Eletroforese em gel

Existem vários métodos de eletroforese de proteínas em gel, com cada método fornecendo informações distintas sobre as proteínas de interesse:

SDS-PAGE

A eletroforese em gel de poliacrilamida (PAGE) com dodecilsulfato de sódio (SDS) possibilita a separação de proteínas com base em suas massas moleculares. Neste método, o detergente SDS é incorporado ao tampão de corrida. O SDS confere uma carga negativa líquida às proteínas, mascarando sua carga intrínseca. À medida que as proteínas são separadas na presença de SDS e reagentes desnaturantes, elas se tornam menos globulares e mais lineares. Como resultado, a velocidade na qual as proteínas ligadas ao SDS migram através do gel depende principalmente de seu tamanho, permitindo estimar o peso da molécula comparando-a a padrões de proteínas.

PAGE nativa

Na eletroforese em gel de poliacrilamida nativa, as proteínas são separadas de forma a preservar sua conformação nativa (estrutura terciária), as interações entre as subunidades (estrutura quaternária e interações entre proteínas) e sua atividade biológica. Neste método, as proteínas são preparadas e corridas em condições não redutoras e não desnaturantes. A mobilidade da proteína é determinada por uma combinação complexa de fatores, pois cada proteína pode migrar para qualquer um dos eletrodos, dependendo de sua carga, e a uma velocidade dependente do seu formato e comportamento de ligação. Por este motivo, a PAGE nativa não é recomendada para determinação do peso molecular. A PAGE nativa é tipicamente usada em aplicações que requerem purificação de proteína ativa ou detecção por um anticorpo que reconhece apenas a forma nativa da proteína.

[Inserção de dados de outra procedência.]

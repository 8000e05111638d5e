//! Extraction patterns for receiver response bodies
//!
//! Each decodable object has one pattern describing its named, typed
//! fields. Patterns are compiled once per process and never change.
//!
//! Two body conventions exist on the wire:
//! - `name=value` tokens (Commands, Voltages, masks, ...), decoded by a
//!   [`ExtractionPattern::Records`] pattern that may match many times.
//! - bare `Label value` lines (Position), decoded by a
//!   [`ExtractionPattern::Labeled`] pattern where each field is found by
//!   its own label and all required fields must be present.

use std::sync::LazyLock;

use regex::Regex;

use super::types::ObjectKind;

use FieldKind::{Decimal, Integer, List, Text};

/// Declared type of a captured field
#[derive(Debug, Clone, Copy, PartialEq, Eq, Hash)]
pub enum FieldKind {
    /// Optional sign followed by decimal digits
    Integer,
    /// Optional sign, digits, optional fractional part
    Decimal,
    /// Free text; surrounding double quotes are stripped
    Text,
    /// Comma-separated list of text items
    List,
}

#[derive(Debug, Clone, Copy, PartialEq, Eq)]
pub struct FieldSpec {
    pub name: &'static str,
    pub kind: FieldKind,
    pub optional: bool,
}

const fn required(name: &'static str, kind: FieldKind) -> FieldSpec {
    FieldSpec {
        name,
        kind,
        optional: false,
    }
}

const fn optional(name: &'static str, kind: FieldKind) -> FieldSpec {
    FieldSpec {
        name,
        kind,
        optional: true,
    }
}

/// A field located by its literal label, e.g. `Latitude 37.38 deg`
#[derive(Debug, Clone)]
pub struct LabeledField {
    pub spec: FieldSpec,
    pub regex: Regex,
}

#[derive(Debug, Clone)]
pub enum ExtractionPattern {
    /// One regex covering a whole record, applied to every
    /// non-overlapping match in the body. Capture group names equal the
    /// field names.
    Records {
        regex: Regex,
        fields: Vec<FieldSpec>,
    },
    /// One regex per field, each anchored by its label. Produces at most
    /// one record.
    Labeled { fields: Vec<LabeledField> },
}

impl ExtractionPattern {
    fn records(pattern: &str, fields: &[FieldSpec]) -> Self {
        ExtractionPattern::Records {
            regex: compile(pattern),
            fields: fields.to_vec(),
        }
    }

    fn labeled(fields: &[(&'static str, FieldSpec)]) -> Self {
        let fields = fields
            .iter()
            .map(|(label, spec)| LabeledField {
                spec: *spec,
                regex: compile(&format!(r"(?m)\b{}[ \t]+(?P<value>\S+)", label)),
            })
            .collect();
        ExtractionPattern::Labeled { fields }
    }

    /// Field declarations in the order the decoder reports them
    pub fn fields(&self) -> Vec<FieldSpec> {
        match self {
            ExtractionPattern::Records { fields, .. } => fields.clone(),
            ExtractionPattern::Labeled { fields } => fields.iter().map(|f| f.spec).collect(),
        }
    }
}

fn compile(pattern: &str) -> Regex {
    regex::RegexBuilder::new(pattern)
        .case_insensitive(true)
        .build()
        .expect("extraction patterns are valid regular expressions")
}

static COMMANDS: LazyLock<ExtractionPattern> = LazyLock::new(|| {
    ExtractionPattern::records(
        r"\bverb=(?P<verb>\w+)\s+object=(?P<object>\w+)",
        &[required("verb", Text), required("object", Text)],
    )
});

static SERIAL_NUMBER: LazyLock<ExtractionPattern> = LazyLock::new(|| {
    ExtractionPattern::records(
        r"\bsn=(?P<sn>\S+)(?:\s+rxType=(?P<rx_type>\S+))?",
        &[required("sn", Text), optional("rx_type", Text)],
    )
});

static UTC_TIME: LazyLock<ExtractionPattern> = LazyLock::new(|| {
    ExtractionPattern::records(
        r"\byear=(?P<year>\S+)\s+month=(?P<month>\S+)\s+day=(?P<day>\S+)\s+hour=(?P<hour>\S+)\s+minute=(?P<minute>\S+)\s+second=(?P<second>\S+)",
        &[
            required("year", Integer),
            required("month", Integer),
            required("day", Integer),
            required("hour", Integer),
            required("minute", Integer),
            required("second", Integer),
        ],
    )
});

static GPS_TIME: LazyLock<ExtractionPattern> = LazyLock::new(|| {
    ExtractionPattern::records(
        r"\bgpsWeek=(?P<week>\S+)\s+weekSeconds=(?P<week_seconds>\S+)",
        &[required("week", Integer), required("week_seconds", Integer)],
    )
});

static POSITION: LazyLock<ExtractionPattern> = LazyLock::new(|| {
    ExtractionPattern::labeled(&[
        ("GpsWeek", required("week", Integer)),
        ("WeekSeconds", required("week_seconds", Decimal)),
        ("Latitude", required("latitude", Decimal)),
        ("Longitude", required("longitude", Decimal)),
        ("Altitude", required("altitude", Decimal)),
        ("Qualifiers", required("qualifiers", List)),
        ("Satellites", required("satellites", List)),
        ("ClockOffset", required("clock_offset", Decimal)),
        ("ClockDrift", required("clock_drift", Decimal)),
        ("VelNorth", required("vel_north", Decimal)),
        ("VelEast", required("vel_east", Decimal)),
        ("VelUp", required("vel_up", Decimal)),
        ("PDOP", required("pdop", Decimal)),
        ("HDOP", required("hdop", Decimal)),
        ("VDOP", required("vdop", Decimal)),
        ("TDOP", required("tdop", Decimal)),
    ])
});

static VOLTAGES: LazyLock<ExtractionPattern> = LazyLock::new(|| {
    ExtractionPattern::records(
        r"\bport=(?P<port>\S+)\s+volts=(?P<volts>\S+)\s+cap=(?P<capacity>[^\s%]+)%?",
        &[
            required("port", Text),
            required("volts", Decimal),
            required("capacity", Decimal),
        ],
    )
});

static TEMPERATURE: LazyLock<ExtractionPattern> = LazyLock::new(|| {
    ExtractionPattern::records(r"\btemp=(?P<temp>\S+)", &[required("temp", Decimal)])
});

static MASK: LazyLock<ExtractionPattern> = LazyLock::new(|| {
    ExtractionPattern::records(r"\bmask=(?P<mask>\S+)", &[required("mask", Integer)])
});

static FIRMWARE_VERSION: LazyLock<ExtractionPattern> = LazyLock::new(|| {
    ExtractionPattern::records(
        r"\bversion=(?P<version>\S+)(?:\s+build=(?P<build>\S+))?\s+date=(?P<date>\S+)",
        &[
            required("version", Text),
            optional("build", Text),
            required("date", Text),
        ],
    )
});

static FIRMWARE_WARRANTY: LazyLock<ExtractionPattern> = LazyLock::new(|| {
    ExtractionPattern::records(r"\bdate=(?P<date>\S+)", &[required("date", Text)])
});

static ANTENNA_TYPES: LazyLock<ExtractionPattern> = LazyLock::new(|| {
    ExtractionPattern::records(
        r#"\btype=(?P<type>\S+)\s+name=(?P<name>"[^"]*"|\S+)\s+measMethods=(?P<methods>\S+)"#,
        &[
            required("type", Integer),
            required("name", Text),
            required("methods", List),
        ],
    )
});

static ANTENNA: LazyLock<ExtractionPattern> = LazyLock::new(|| {
    ExtractionPattern::records(
        r#"\btype=(?P<type>\S+)\s+name=(?P<name>"[^"]*"|\S+)\s+height=(?P<height>\S+)\s+measMethod=(?P<method>\S+)(?:\s+serialNumber=(?P<serial>"[^"]*"|\S+))?"#,
        &[
            required("type", Integer),
            required("name", Text),
            required("height", Decimal),
            required("method", Text),
            optional("serial", Text),
        ],
    )
});

/// Returns the extraction pattern for an object
///
/// `None` means the client does not interpret the object's body: either
/// the object only supports actions and writes, or its bodies are only
/// exposed raw.
pub fn pattern_for(kind: ObjectKind) -> Option<&'static ExtractionPattern> {
    let pattern: &'static LazyLock<ExtractionPattern> = match kind {
        ObjectKind::Commands => &COMMANDS,
        ObjectKind::SerialNumber => &SERIAL_NUMBER,
        ObjectKind::UtcTime => &UTC_TIME,
        ObjectKind::GpsTime => &GPS_TIME,
        ObjectKind::Position => &POSITION,
        ObjectKind::Voltages => &VOLTAGES,
        ObjectKind::Temperature => &TEMPERATURE,
        ObjectKind::ElevationMask | ObjectKind::PdopMask => &MASK,
        ObjectKind::FirmwareVersion => &FIRMWARE_VERSION,
        ObjectKind::FirmwareWarranty => &FIRMWARE_WARRANTY,
        ObjectKind::AntennaTypes => &ANTENNA_TYPES,
        ObjectKind::Antenna => &ANTENNA,
        _ => return None,
    };
    Some(LazyLock::force(pattern))
}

Focalização isoelétrica (IEF)

A focalização isoelétrica usa um campo elétrico e um gradiente de pH para separar as proteínas pelos seus pontos isoelétricos (pI) nativos. À medida que as proteínas se movem através do gradiente de pH, sua carga líquida muda. Em um campo elétrico, cada proteína migra para o pH onde sua carga líquida é igual a zero (denominado como o ponto isoelétrico da proteína). Durante o processo de separação, as proteínas da amostra se acumulam, ou "se focam", em locais específicos e previsíveis no gel. A focalização isoelétrica é usada na identificação de proteínas provenientes de amostras complexas (por exemplo, de lisados de células e tecidos, plasma), análise de modificações após a tradução e separação de amostras para análise por espectrometria de massa.

PAGE 2D

A eletroforese em gel de poliacrilamida bidimensional permite a resolução de proteínas de acordo com seu ponto isoelétrico (pI) intrínseco e massa. A separação por pI ocorre por focalização isoelétrica (IEF). A separação por massa ocorre por SDS-PAGE. A PAGE 2D proporciona melhor resolução para análise de proteínas, e é comumente usada em pesquisas em proteômica para separar de centenas a milhares de proteínas em um único gel.